Anatoly Andreyevich Motsny (, 25 September 1922 – 1 February 1960) was a senior lieutenant of the Red Army, a participant in the Eastern Front of World War II, and a Hero of the Soviet Union, stripped of all titles and awards due to conviction.

Biography 
Anatoly Motsny was born on 25 September 1922 in Shklow, Mogilev Region of the Byelorussian Soviet Socialist Republic, into a working-class family. He graduated from tenth grade in school. In February 1941, he was called to serve in the Red Army. In August 1942, he graduated from the armored vehicle school in Gorky. From October 1942, he served on the Eastern Front.
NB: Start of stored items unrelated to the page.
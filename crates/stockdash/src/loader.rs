//! Historical price loading with memoisation

use chrono::Duration;
use std::collections::BTreeMap;
use std::sync::Arc;
use tracing::{debug, info};

use crate::api::{PriceProvider, YahooFinanceClient};
use crate::cache::{SeriesCache, SeriesKey};
use crate::config::DashConfig;
use crate::error::{DashError, Result};
use crate::models::{DateRange, PriceSeries};
use crate::tickers;

/// Fetches daily price series through a [`PriceProvider`] and caches them
#[derive(Clone)]
pub struct DataLoader {
    provider: Arc<dyn PriceProvider>,
    cache: SeriesCache,
}

impl DataLoader {
    /// Loader backed by Yahoo Finance
    pub fn new(config: &DashConfig) -> Self {
        Self::with_provider(Arc::new(YahooFinanceClient::new()), config)
    }

    pub fn with_provider(provider: Arc<dyn PriceProvider>, config: &DashConfig) -> Self {
        Self {
            provider,
            cache: SeriesCache::new(config.cache_capacity, config.cache_ttl),
        }
    }

    pub fn cache(&self) -> &SeriesCache {
        &self.cache
    }

    /// Load `ticker` between `range.start` and `range.end`, both inclusive
    pub async fn load(&self, ticker: &str, range: DateRange) -> Result<Arc<PriceSeries>> {
        let symbol = tickers::normalize(ticker)?;
        let key = SeriesKey::new(symbol.clone(), range);

        self.cache
            .get_or_fetch(key, || self.fetch(symbol, range))
            .await
    }

    /// Load several tickers, one provider call per uncached ticker
    pub async fn load_many<S: AsRef<str>>(
        &self,
        symbols: &[S],
        range: DateRange,
    ) -> Result<BTreeMap<String, Arc<PriceSeries>>> {
        let mut out = BTreeMap::new();
        for symbol in symbols {
            let series = self.load(symbol.as_ref(), range).await?;
            out.insert(series.ticker().to_string(), series);
        }
        Ok(out)
    }

    async fn fetch(&self, symbol: String, range: DateRange) -> Result<PriceSeries> {
        let end_exclusive = range.end + Duration::days(1);
        info!(
            symbol = %symbol,
            range = %range,
            provider = self.provider.name(),
            "Fetching price history"
        );

        let bars: Vec<_> = self
            .provider
            .daily_bars(&symbol, range.start, end_exclusive)
            .await?
            .into_iter()
            .filter(|b| range.contains(b.date))
            .collect();

        if bars.is_empty() {
            return Err(DashError::unavailable(
                symbol,
                format!("no rows between {} and {}", range.start, range.end),
            ));
        }

        debug!(symbol = %symbol, rows = bars.len(), "Price history fetched");
        Ok(PriceSeries::new(symbol, bars))
    }
}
Motsny began to participate in actions on the Don Front in November 1942. He was appointed commander of a platoon of T-34 tanks of the 16th Separate Tank Regiment. In January 1943, he was wounded. From March 1943, he saw action on the Southwestern Front, commanding a platoon of KV heavy tanks of the 22nd separate tank regiment. In April 1943, Motsny was sent to the reserve of the 29th Separate Training Tank Regiment and, from June of the same year, to the 2nd Reserve Tank Regiment of the Ural Military District.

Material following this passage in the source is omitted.